Dataset entries:
——

mod cluster;
mod csv_out;
mod error;
mod header;
mod model;
mod options;
mod retype;
mod warning;
mod writer;
mod xlsx;

pub use cluster::{ClusterReport, cluster_fragments};
pub use error::GridError;
pub use model::{Grid, Point, TextFragment};
pub use options::{ClusterOptions, ROW_THRESHOLD, RowAnchor, RowOrder};
pub use retype::{
    ColumnType, ColumnTypeMap, RetypeReport, normalize_number, parse_column_types, retype_csv,
    retype_rows,
};
pub use warning::{ClusterWarning, WarningCode as ClusterWarningCode};
pub use writer::{OutputFormat, resolve_output_path, write_grid};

——

**EXERCISE DIRECTIONS**.
Look over the data above and show each line that contains "options".

**RESPONSE TO THIS EXERCISE**.
mod options;
pub use options::{ClusterOptions, ROW_THRESHOLD, RowAnchor, RowOrder};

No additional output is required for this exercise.